En 1963, pour la première fois, les spectateurs pouvaient voir au théâtre deux pièces devenues des classiques. L’une de Beckett, Oh les beaux jours, l’autre de Ionesco, Le roi se meurt . Deux auteurs qui ont plus d’un point en commun. Les critiques les avaient mis par commodité ou par paresse dans le même sac : le théâtre de l’absurde. Ces deux dramaturges avaient surtout une particularité. L’un était irlandais, l’autre roumain, et tous deux avaient choisi la langue française pour seconde patrie.
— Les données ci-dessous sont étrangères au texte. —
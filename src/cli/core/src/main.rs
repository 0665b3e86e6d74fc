/* src/cli/core/src/main.rs */

mod config;
mod logging;
mod navigate;
mod routes;
mod translate;
mod ui;

use std::collections::BTreeMap;
use std::path::PathBuf;

use anyhow::{Context, Result};
use clap::{Parser, Subcommand};

use navigate::Step;

#[derive(Parser)]
#[command(name = "watchpost", about = "Watchpost console navigation and locale tooling")]
struct Cli {
  /// Path to watchpost.toml (auto-detected if omitted)
  #[arg(short, long, global = true)]
  config: Option<PathBuf>,
  /// Log at debug level unless RUST_LOG is set
  #[arg(short, long, global = true)]
  verbose: bool,
  #[command(subcommand)]
  command: Command,
}

#[derive(Subcommand)]
enum Command {
  /// List the route table and check that every view chunk exists
  Routes,
  /// Resolve a URL to its route without loading the view
  Resolve {
    /// Browser URL, mount point included (e.g. /iocs/search?q=evil.example)
    url: String,
  },
  /// Replay a navigation session: URLs, `back` and `forward`
  Navigate {
    #[arg(required = true)]
    steps: Vec<String>,
  },
  /// Translate a message key
  Translate {
    key: String,
    /// Locale id (falls back to the default locale when unknown)
    #[arg(short, long)]
    locale: Option<String>,
    /// Interpolation parameter, repeatable
    #[arg(short, long = "param", value_parser = parse_key_val)]
    params: Vec<(String, String)>,
  },
  /// Check every locale bundle for keys missing relative to the default locale
  LintLocales,
}

fn parse_key_val(raw: &str) -> Result<(String, String), String> {
  let (key, value) = raw.split_once('=').ok_or_else(|| format!("expected KEY=VALUE, got {raw}"))?;
  if key.is_empty() {
    return Err(format!("empty key in {raw}"));
  }
  Ok((key.to_string(), value.to_string()))
}

#[tokio::main]
async fn main() -> Result<()> {
  let cli = Cli::parse();
  logging::init(cli.verbose);

  let cwd = std::env::current_dir().context("failed to get cwd")?;
  let config = config::resolve_config(cli.config.as_deref(), &cwd)?;

  match cli.command {
    Command::Routes => routes::run_routes(&config)?,
    Command::Resolve { url } => routes::run_resolve(&config, &url)?,
    Command::Navigate { steps } => {
      let steps: Vec<Step> = steps.iter().map(String::as_str).map(Step::parse).collect();
      navigate::run_navigate(&config, &steps).await?;
    }
    Command::Translate { key, locale, params } => {
      let params: BTreeMap<String, String> = params.into_iter().collect();
      translate::run_translate(&config, &key, locale.as_deref(), &params)?;
    }
    Command::LintLocales => translate::run_lint(&config)?,
  }
  Ok(())
}
/* src/client/i18n/src/bundle.rs */

use std::collections::BTreeMap;

use serde_json::Value;

use crate::errors::LocaleError;

/// One language's translation mapping. Immutable once loaded.
#[derive(Debug, Clone, PartialEq, Eq)]
pub struct LocaleBundle {
  locale_id: String,
  entries: BTreeMap<String, String>,
}

impl LocaleBundle {
  pub fn new(locale_id: impl Into<String>, entries: BTreeMap<String, String>) -> Self {
    Self { locale_id: locale_id.into(), entries }
  }

  /// Build from a flat or nested JSON object. Nested objects become dotted keys
  /// ("menu": {"iocs": "IOCs"} -> "menu.iocs"). Numbers and booleans are kept as
  /// their JSON text; nulls and arrays are skipped.
  pub fn from_json(locale_id: impl Into<String>, value: &Value) -> Result<Self, LocaleError> {
    let locale_id = locale_id.into();
    let Some(obj) = value.as_object() else {
      return Err(LocaleError::NotAnObject { locale: locale_id });
    };
    let mut entries = BTreeMap::new();
    for (key, val) in obj {
      flatten_into(&mut entries, key, val);
    }
    Ok(Self { locale_id, entries })
  }

  pub fn locale_id(&self) -> &str {
    &self.locale_id
  }

  pub fn get(&self, key: &str) -> Option<&str> {
    self.entries.get(key).map(String::as_str)
  }

  pub fn contains(&self, key: &str) -> bool {
    self.entries.contains_key(key)
  }

  pub fn keys(&self) -> impl Iterator<Item = &str> {
    self.entries.keys().map(String::as_str)
  }

  pub fn len(&self) -> usize {
    self.entries.len()
  }

  pub fn is_empty(&self) -> bool {
    self.entries.is_empty()
  }
}

fn flatten_into(out: &mut BTreeMap<String, String>, prefix: &str, value: &Value) {
  match value {
    Value::String(s) => {
      out.insert(prefix.to_string(), s.clone());
    }
    Value::Number(_) | Value::Bool(_) => {
      out.insert(prefix.to_string(), value.to_string());
    }
    Value::Object(obj) => {
      for (key, nested) in obj {
        flatten_into(out, &format!("{prefix}.{key}"), nested);
      }
    }
    Value::Null | Value::Array(_) => {}
  }
}
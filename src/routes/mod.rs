//! Router assembly: HTTP endpoints, CORS, and HTTP tracing.

use std::sync::Arc;

use axum::{
    routing::{get, post},
    Router,
};
use tower_http::{
    cors::{Any, CorsLayer},
    trace::{DefaultMakeSpan, DefaultOnRequest, DefaultOnResponse, TraceLayer},
};
use tracing::Level;

use crate::state::AppState;

pub mod http;

/// Build the application router with:
/// - JSON API under `/api/...`
/// - CORS (allow any origin/method/headers) for the browser game client
/// - HTTP trace layer (per-request spans w/ method, path, status, latency)
pub fn build_router(state: Arc<AppState>) -> Router {
    Router::new()
        .route("/api/health", get(http::http_health))
        .route("/api/story", get(http::http_get_story))
        .route("/api/challenge", get(http::http_get_challenge))
        .route("/api/feedback", post(http::http_post_feedback))
        // State + CORS + HTTP tracing
        .with_state(state)
        .layer(
            CorsLayer::new()
                .allow_origin(Any)
                .allow_methods(Any)
                .allow_headers(Any),
        )
        .layer(
            TraceLayer::new_for_http()
                .make_span_with(DefaultMakeSpan::new().level(Level::INFO))
                .on_request(DefaultOnRequest::new().level(Level::INFO))
                .on_response(DefaultOnResponse::new().level(Level::INFO)),
        )
}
Oh les beaux jours  et Le roi se meurt aborde le même sujet : l’agonie. Dans Oh les beaux jours, Winnie, une femme coquette s’enfonce inexorablement dans un mamelon tout en louant les choses passées. La pièce, qui fut immortalisée par Madeleine Renaud, est aujourd’hui reprise avec Dominique Valadié dans le rôle de Winnie. Dans un décor lunaire, terre désolée postapocalyptique, le metteur en scène Alain Françon insiste sur l’humanité du couple formé par Winnie et Willie (Alexandre Ruby). Ils vont bientôt crever. Il n’y a plus d’espoir et pourtant il y a une lueur dans les yeux et la voix presque enfantine de Mme Valadié.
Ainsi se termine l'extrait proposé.